ACTIVITY :: Set out exactly, line by line, the stretch of data below that begins at the line containing "the License, or" and ends at the line containing "the default build.", with both ends kept.

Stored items
= Beginning of Section =
/*
 *  BoardWalk LED Module
 *
 *  A dynamically loadable capability module for the BoardWalk module
 *  system that drives the board status LED through sysfs.
 *
 *  This program is free software: you can redistribute it and/or modify
 *  it under the terms of the GNU General Public License as published by
 *  the Free Software Foundation, either version 3 of the License, or
 *  (at your option) any later version.
 */

//! # BoardWalk status LED module
//!
//! The fallback (`default`) build of the `led` capability module. It drives
//! whatever LED the kernel exposes as `/sys/class/leds/status`.
//!
//! ## Installation
//!
//! Module filenames carry the variant, not the binary:
//!
//! ```text
//! cp target/release/libboardwalk_module_led.so \
//!    /usr/lib/boardwalk/modules/led.default.so
//! ```
//!
//! A board-specific build of the same module would be installed next to it
//! as e.g. `led.trout.so` and win the variant resolution on that board.

use std::ffi::c_int;
use std::fs;

use boardwalk::module::ffi::ModuleDescriptor;

/// Sysfs node driven by the default build.
const LED_NODE: &str = "/sys/class/leds/status/brightness";

/// Descriptor found by the host under the well-known symbol name.
#[no_mangle]
pub static BOARDWALK_MODULE_INFO: ModuleDescriptor =
    ModuleDescriptor::new("led", "Status LED module", "Stuart Hunter");

/// Switch the status LED on (non-zero) or off (zero).
///
/// Returns 0 on success, -1 if the LED node cannot be written.
#[no_mangle]
pub extern "C" fn boardwalk_led_set(on: c_int) -> c_int {
    let value = if on != 0 { "1" } else { "0" };
    match fs::write(LED_NODE, value) {
        Ok(()) => 0,
        Err(_) => -1,
    }
}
= End of Section =
ANSWER SPACE ::
 *  the Free Software Foundation, either version 3 of the License, or
 *  (at your option) any later version.
 */

//! # BoardWalk status LED module
//!
//! The fallback (`default`) build of the `led` capability module. It drives
//! whatever LED the kernel exposes as `/sys/class/leds/status`.
//!
//! ## Installation
//!
//! Module filenames carry the variant, not the binary:
//!
//! ```text
//! cp target/release/libboardwalk_module_led.so \
//!    /usr/lib/boardwalk/modules/led.default.so
//! ```
//!
//! A board-specific build of the same module would be installed next to it
//! as e.g. `led.trout.so` and win the variant resolution on that board.

use std::ffi::c_int;
use std::fs;

use boardwalk::module::ffi::ModuleDescriptor;

/// Sysfs node driven by the default build.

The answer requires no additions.